The Kremlin aggressively agitates the population of Russia to go to war and showers awards on propaganda soldiers who glorify the invasion. The Russian government actively stimulates folk celebrations in honor of the heroes of the SMO (Special Military Operation) and erects monuments to them across Russia and occupied Ukrainian regions. This public propaganda campaign is taking the ugliest forms.

War is presented as hope for an exit from the misery of the Russian provinces, as a ray of light in the dark tunnel of everyday problems, as an opportunity to earn a good living – even as a way to get rich – and eventually to build a pleasing personal life.

The state-run war-supporting outreach program bears all the hallmarks of a Soviet method. Mobilization cures drug addiction and alcoholism: either get high, or go and fight for the Fatherland. Solve your apartment issue: become a soldier and leave behind those annoying relatives or neighbors in the communal flat. Volunteer now! Look after yourself and your family through benefits from the State, free medical treatment for yourself and family, veteran combat status – in short, the respect of the surrounding tribes!

Russians are bombarded with propaganda from all sides, brow-beaten into supporting the war. Churches pray for Russian troops fighting the world evil. In schools, children are asked to write letters to hero-soldiers who protect Russia from NATO. State enterprises hold patriotic rallies and organize voluntary fundraising for the operation on denazification of the Ukraine. Federal TV channels are full of propaganda hits performed by Russian pop stars of varying calibers. Commercials by private military companies fighting in Ukraine stream solicitations to apply; others to sign a contract with the Russian army.

Clumsy agitation videos are shot with third-rate actors shared with the most mediocre social advertising (respect your elders, wash your hands before eating, get the flu vaccine now!), or play in provincial theatres. Scripts are banal, though sometimes unbelievable. For example:

  • A married woman looks with lust at a stranger who has signed a contract with the Conscription Office, and exclaims with envy in her eyes: “Well, you cut the mustard in military service! You’re the real deal, not like my klutz at home.”
  • A father, a veteran of the Chechen conflict, returns home from the war in Ukraine, and hands his happy daughter a new iPhone.
  • A grandson, having served under Army contract in Ukraine, rescues his poor grandfather, who dreamed of buying real beef sausages in the supermarket, for which it would be necessary to sell the much beloved dilapidated family car, a Russian Lada. But the miserable abomination of the Soviet car industry is saved by Army benefits! Grandfather looks with pride at his patriotic grandson.
  • Neighbors look with contempt after the black Mercedes containing a businessman in an elegant coat in the back seat, who decided to emigrate and is therefore a traitor to the Motherland.
  • The camera pans over a chalk-covered door: Here lives the defaulter.

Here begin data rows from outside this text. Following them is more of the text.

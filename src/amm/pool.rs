//! Per-market liquidity pool.
//!
//! A pool holds the LMSR state of one market: the liquidity parameter `b`,
//! the collateral it was credited, the signed net-sold vector `q` and the LP
//! share register.
//!
//! Every state change is split into a `quote_*` method that validates and
//! computes the result without touching the pool, and an `apply_*` method
//! that commits a quote. The exchange calls both inside one atomic operation.
//!
//! ## Liability reserve
//!
//! Liquidity providers may exit at any time, but never with collateral that
//! outstanding outcome tokens can still claim. What those tokens can claim
//! depends on the market state ([`Exposure`]); the reserve is the matching
//! sum of positive `q_i`, and only collateral above it is withdrawable.
//!
//! While the winner is unknown the reserve is the largest `q_i`, so an
//! exiting provider also takes `ratio * (max q - q_i)` tokens of every
//! outcome. Whichever outcome wins, that tops the payout up to
//! `ratio * (collateral - q_winner)`, the same as a provider who stayed.
//!
//! ## Solvency
//!
//! No trade may leave a positive `q_i` above pool collateral. With a
//! subsidy of at least `b * ln(n)` the guard never fires; it matters for
//! thinner pools and after providers have exited.

use std::collections::BTreeMap;

use crate::amm::lmsr;
use crate::error::{Error, Result};
use crate::math::wide::mul_div;
use crate::math::MathError;
use crate::types::{AccountId, AssetId, Fixed, MarketId};

/// Which outcome tokens may still be redeemed against the pool's collateral.
#[derive(Debug, Clone, Copy, PartialEq, Eq, Hash)]
pub enum Exposure {
    /// Unresolved: any single outcome may win
    LargestOutcome,
    /// Every outcome is refundable (invalid-refund markets)
    AllOutcomes,
    /// Resolved valid: only the winner pays
    Outcome(u8),
    /// Resolved invalid without refunds: nothing pays
    Nothing,
}

/// Result of a buy or sell quote.
#[derive(Debug, Clone, Copy, PartialEq, Eq)]
pub struct Quote {
    pub outcome: u8,
    /// Outcome tokens minted (buy) or burned (sell)
    pub tokens: u128,
    /// Collateral paid (buy) or received (sell)
    pub collateral: u128,
}

/// What a provider receives for burning LP shares.
#[derive(Debug, Clone, PartialEq, Eq)]
pub struct LiquidityWithdrawal {
    pub shares: u128,
    pub collateral: u128,
    /// Surplus outcome tokens per outcome, zero where `q_i >= 0`
    pub tokens: Vec<u128>,
}

#[derive(Debug, Clone, PartialEq, Eq)]
pub struct Pool {
    market_id: MarketId,
    collateral_asset: AssetId,

    /// Liquidity parameter `b`
    liquidity: Fixed,

    /// Collateral credited to the pool
    collateral: u128,

    total_shares: u128,

    /// Net outcome tokens sold, one entry per outcome
    net_sold: Vec<Fixed>,

    /// LP shares per provider (sum == total_shares)
    shares: BTreeMap<AccountId, u128>,
}

impl Pool {
    /// Create an empty pool.
    ///
    /// # Errors
    ///
    /// * `ZeroLiquidityParameter` - `liquidity` is not strictly positive
    pub fn new(
        market_id: MarketId,
        collateral_asset: AssetId,
        outcome_count: u8,
        liquidity: Fixed,
    ) -> Result<Self> {
        if !liquidity.is_positive() {
            return Err(Error::ZeroLiquidityParameter);
        }
        Ok(Self {
            market_id,
            collateral_asset,
            liquidity,
            collateral: 0,
            total_shares: 0,
            net_sold: vec![Fixed::ZERO; outcome_count as usize],
            shares: BTreeMap::new(),
        })
    }

    // ========================================================================
    // Accessors
    // ========================================================================

    #[inline]
    pub fn market_id(&self) -> MarketId {
        self.market_id
    }

    #[inline]
    pub fn collateral_asset(&self) -> AssetId {
        self.collateral_asset
    }

    #[inline]
    pub fn liquidity(&self) -> Fixed {
        self.liquidity
    }

    #[inline]
    pub fn collateral(&self) -> u128 {
        self.collateral
    }

    #[inline]
    pub fn total_shares(&self) -> u128 {
        self.total_shares
    }

    #[inline]
    pub fn net_sold(&self) -> &[Fixed] {
        &self.net_sold
    }

    #[inline]
    pub fn outcome_count(&self) -> usize {
        self.net_sold.len()
    }

    pub fn shares_of(&self, provider: &AccountId) -> u128 {
        self.shares.get(provider).copied().unwrap_or(0)
    }

    /// Providers and their share balances, ordered by account
    pub fn providers(&self) -> impl Iterator<Item = (&AccountId, &u128)> {
        self.shares.iter()
    }

    pub fn prices(&self) -> Result<Vec<Fixed>> {
        Ok(lmsr::prices(&self.net_sold, self.liquidity)?)
    }

    /// Current value of the cost function
    pub fn cost(&self) -> Result<Fixed> {
        Ok(lmsr::cost(&self.net_sold, self.liquidity)?)
    }

    fn index(&self, outcome: u8) -> Result<usize> {
        let index = outcome as usize;
        if index >= self.net_sold.len() {
            return Err(Error::OutcomeOutOfRange {
                outcome,
                count: self.net_sold.len() as u8,
            });
        }
        Ok(index)
    }

    fn ensure_liquidity(&self) -> Result<()> {
        if self.total_shares == 0 {
            return Err(Error::NoLiquidity(self.market_id));
        }
        Ok(())
    }

    // ========================================================================
    // Trading
    // ========================================================================

    /// Tokens of `outcome` that `amount` collateral buys.
    ///
    /// # Errors
    ///
    /// * `InsufficientPoolCollateral` - the pool could not pay the bought
    ///   outcome's tokens out of collateral plus `amount`
    pub fn quote_buy(&self, outcome: u8, amount: u128, max_doublings: u32) -> Result<Quote> {
        let index = self.index(outcome)?;
        if amount == 0 {
            return Err(Error::ZeroAmount);
        }
        self.ensure_liquidity()?;

        let budget = Fixed::from_amount(amount).ok_or(MathError::Overflow)?;
        let delta = lmsr::solve_buy(&self.net_sold, self.liquidity, index, budget, max_doublings)?;

        // Only q_i grows, so only outcome i can become uncovered
        let owed = self.net_sold[index].try_add(delta)?.to_amount().unwrap_or(0);
        let available = self.collateral.checked_add(amount).ok_or(MathError::Overflow)?;
        if owed > available {
            return Err(Error::InsufficientPoolCollateral {
                available,
                required: owed,
            });
        }
        Ok(Quote {
            outcome,
            tokens: delta.to_amount().ok_or(MathError::Overflow)?,
            collateral: amount,
        })
    }

    pub fn apply_buy(&mut self, quote: &Quote) -> Result<()> {
        let index = self.index(quote.outcome)?;
        let tokens = Fixed::from_amount(quote.tokens).ok_or(MathError::Overflow)?;
        let collateral = self
            .collateral
            .checked_add(quote.collateral)
            .ok_or(MathError::Overflow)?;
        let sold = self.net_sold[index].try_add(tokens)?;

        self.collateral = collateral;
        self.net_sold[index] = sold;
        Ok(())
    }

    /// Collateral returned for selling `tokens` of `outcome`.
    ///
    /// # Errors
    ///
    /// * `InsufficientPoolCollateral` - the return plus the largest
    ///   remaining `q_i` exceeds pool collateral
    pub fn quote_sell(&self, outcome: u8, tokens: u128) -> Result<Quote> {
        let index = self.index(outcome)?;
        if tokens == 0 {
            return Err(Error::ZeroAmount);
        }
        self.ensure_liquidity()?;

        let delta = Fixed::from_amount(tokens).ok_or(MathError::Overflow)?;
        let proceeds = lmsr::sell_return(&self.net_sold, self.liquidity, index, delta)?
            .to_amount()
            .ok_or(MathError::Overflow)?;

        let sold = self.net_sold[index].try_sub(delta)?;
        let largest = self
            .net_sold
            .iter()
            .enumerate()
            .map(|(i, q)| if i == index { sold } else { *q })
            .map(|q| q.to_amount().unwrap_or(0))
            .max()
            .unwrap_or(0);
        let required = proceeds.checked_add(largest).ok_or(MathError::Overflow)?;
        if required > self.collateral {
            return Err(Error::InsufficientPoolCollateral {
                available: self.collateral,
                required,
            });
        }
        Ok(Quote {
            outcome,
            tokens,
            collateral: proceeds,
        })
    }

    pub fn apply_sell(&mut self, quote: &Quote) -> Result<()> {
        let index = self.index(quote.outcome)?;
        let tokens = Fixed::from_amount(quote.tokens).ok_or(MathError::Overflow)?;
        let collateral = self
            .collateral
            .checked_sub(quote.collateral)
            .ok_or(Error::InsufficientPoolCollateral {
                available: self.collateral,
                required: quote.collateral,
            })?;
        let sold = self.net_sold[index].try_sub(tokens)?;

        self.collateral = collateral;
        self.net_sold[index] = sold;
        Ok(())
    }

    // ========================================================================
    // Liquidity
    // ========================================================================

    /// Collateral that outstanding outcome tokens can still claim
    pub fn liability_reserve(&self, exposure: Exposure) -> u128 {
        let owed = |q: &Fixed| q.to_amount().unwrap_or(0);
        match exposure {
            Exposure::LargestOutcome => self.net_sold.iter().map(owed).max().unwrap_or(0),
            Exposure::AllOutcomes => self
                .net_sold
                .iter()
                .map(owed)
                .fold(0u128, |total, q| total.saturating_add(q)),
            Exposure::Outcome(winner) => self.net_sold.get(winner as usize).map(owed).unwrap_or(0),
            Exposure::Nothing => 0,
        }
    }

    /// Pool collateral above the liability reserve
    pub fn withdrawable(&self, exposure: Exposure) -> u128 {
        self.collateral.saturating_sub(self.liability_reserve(exposure))
    }

    /// Shares minted for depositing `amount` collateral.
    ///
    /// The first deposit mints `initial_shares`; later ones mint
    /// `amount * total_shares / collateral`, rounded down.
    pub fn quote_add_liquidity(&self, amount: u128, initial_shares: u128) -> Result<u128> {
        if amount == 0 {
            return Err(Error::ZeroAmount);
        }
        if self.total_shares == 0 {
            return Ok(initial_shares);
        }
        if self.collateral == 0 {
            return Err(Error::NoLiquidity(self.market_id));
        }
        Ok(mul_div(amount, self.total_shares, self.collateral).ok_or(MathError::Overflow)?)
    }

    pub fn apply_add_liquidity(&mut self, provider: AccountId, amount: u128, shares: u128) -> Result<()> {
        let collateral = self.collateral.checked_add(amount).ok_or(MathError::Overflow)?;
        let total = self.total_shares.checked_add(shares).ok_or(MathError::Overflow)?;
        let balance = self.shares_of(&provider).checked_add(shares).ok_or(MathError::Overflow)?;

        self.collateral = collateral;
        self.total_shares = total;
        self.shares.insert(provider, balance);
        Ok(())
    }

    /// Pro-rata payout for burning `shares` of `provider`.
    ///
    /// Collateral out is the share of withdrawable collateral. Tokens out are
    /// the share of `floor - q_i` for every outcome below `floor`, where
    /// `floor` is the largest positive `q_i` under
    /// [`Exposure::LargestOutcome`] and zero otherwise. Both round down; the dust stays with the remaining
    /// providers, so a later exit can receive a few raw units more than its
    /// exact share.
    pub fn quote_remove_liquidity(
        &self,
        provider: &AccountId,
        shares: u128,
        exposure: Exposure,
    ) -> Result<LiquidityWithdrawal> {
        if shares == 0 {
            return Err(Error::ZeroAmount);
        }
        let available = self.shares_of(provider);
        if available < shares {
            return Err(Error::InsufficientShares {
                available,
                required: shares,
            });
        }

        let total = self.total_shares;
        let collateral =
            mul_div(self.withdrawable(exposure), shares, total).ok_or(MathError::Overflow)?;
        let floor = match exposure {
            Exposure::LargestOutcome => {
                Fixed::from_amount(self.liability_reserve(exposure)).ok_or(MathError::Overflow)?
            }
            _ => Fixed::ZERO,
        };
        let tokens = self
            .net_sold
            .iter()
            .map(|&q| {
                if q < floor {
                    let gap = floor.try_sub(q)?.unsigned_abs();
                    mul_div(gap, shares, total).ok_or(MathError::Overflow)
                } else {
                    Ok(0)
                }
            })
            .collect::<std::result::Result<Vec<_>, MathError>>()?;

        Ok(LiquidityWithdrawal {
            shares,
            collateral,
            tokens,
        })
    }

    pub fn apply_remove_liquidity(
        &mut self,
        provider: AccountId,
        withdrawal: &LiquidityWithdrawal,
    ) -> Result<()> {
        if withdrawal.tokens.len() != self.net_sold.len() {
            return Err(Error::LengthMismatch {
                expected: self.net_sold.len(),
                actual: withdrawal.tokens.len(),
            });
        }
        let available = self.shares_of(&provider);
        let balance = available
            .checked_sub(withdrawal.shares)
            .ok_or(Error::InsufficientShares {
                available,
                required: withdrawal.shares,
            })?;
        let collateral = self
            .collateral
            .checked_sub(withdrawal.collateral)
            .ok_or(Error::InsufficientPoolCollateral {
                available: self.collateral,
                required: withdrawal.collateral,
            })?;
        let mut net_sold = self.net_sold.clone();
        for (q, &amount) in net_sold.iter_mut().zip(&withdrawal.tokens) {
            *q = q.try_add(Fixed::from_amount(amount).ok_or(MathError::Overflow)?)?;
        }

        self.total_shares -= withdrawal.shares;
        self.collateral = collateral;
        self.net_sold = net_sold;
        if balance == 0 {
            self.shares.remove(&provider);
        } else {
            self.shares.insert(provider, balance);
        }
        Ok(())
    }

    /// Append the pool state to a state-root preimage
    pub(crate) fn encode_state(&self, buf: &mut Vec<u8>) {
        buf.extend_from_slice(self.market_id.as_bytes());
        buf.extend_from_slice(&self.liquidity.raw().to_le_bytes());
        buf.extend_from_slice(&self.collateral.to_le_bytes());
        buf.extend_from_slice(&self.total_shares.to_le_bytes());
        for q in &self.net_sold {
            buf.extend_from_slice(&q.raw().to_le_bytes());
        }
        for (provider, shares) in &self.shares {
            buf.extend_from_slice(provider.as_bytes());
            buf.extend_from_slice(&shares.to_le_bytes());
        }
    }
}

Two ruffians squeeze a puny youngster on the porch, collecting an overdue “debt.” The young man resolutely smiles and declares to the confused mobsters that he signed up for the Russian Army and in return gets 100% both credit and and tax holidays. “I owe only to the Motherland!” proudly declares the young man. The collectors clean the debtor’s door and leave empty-handed. A voice announces: “Choose – go to defend yourself against debt collectors, or go to defend the Motherland!”
  • It’s late evening on the TV screen. A confused Father Frost with a magic cane and a big sack of presents hitchhikes on the side of a desolate highway. Out of the snowy fog emerges (ta da!) an armored personnel carrier with a Russian flag. Father Frost thankfully climbs the military vehicle, positioning himself between the front hatch commander and a 30mm machine gun mounted on the roof of the turret. He swings a red gauntlet at a surprised traffic officer. Father Frost then relates an old “legend” about how his sled got stuck in the snow, but he was saved by Russian warriors who allocated the armored personnel carrier to the Russian grandfather, because real Russians do not abandon one of their own. The moderator calls to the audience for New Year greetings to the heroes of the special military operation in Ukraine where they protect Russia from NATO villains. Father Frost, a few soldiers sitting on the armed vehicle, and the crowd dance in the cold and wave joyfully at each other. The New Year is no longer a family holiday – it has been rearranged into a war propaganda.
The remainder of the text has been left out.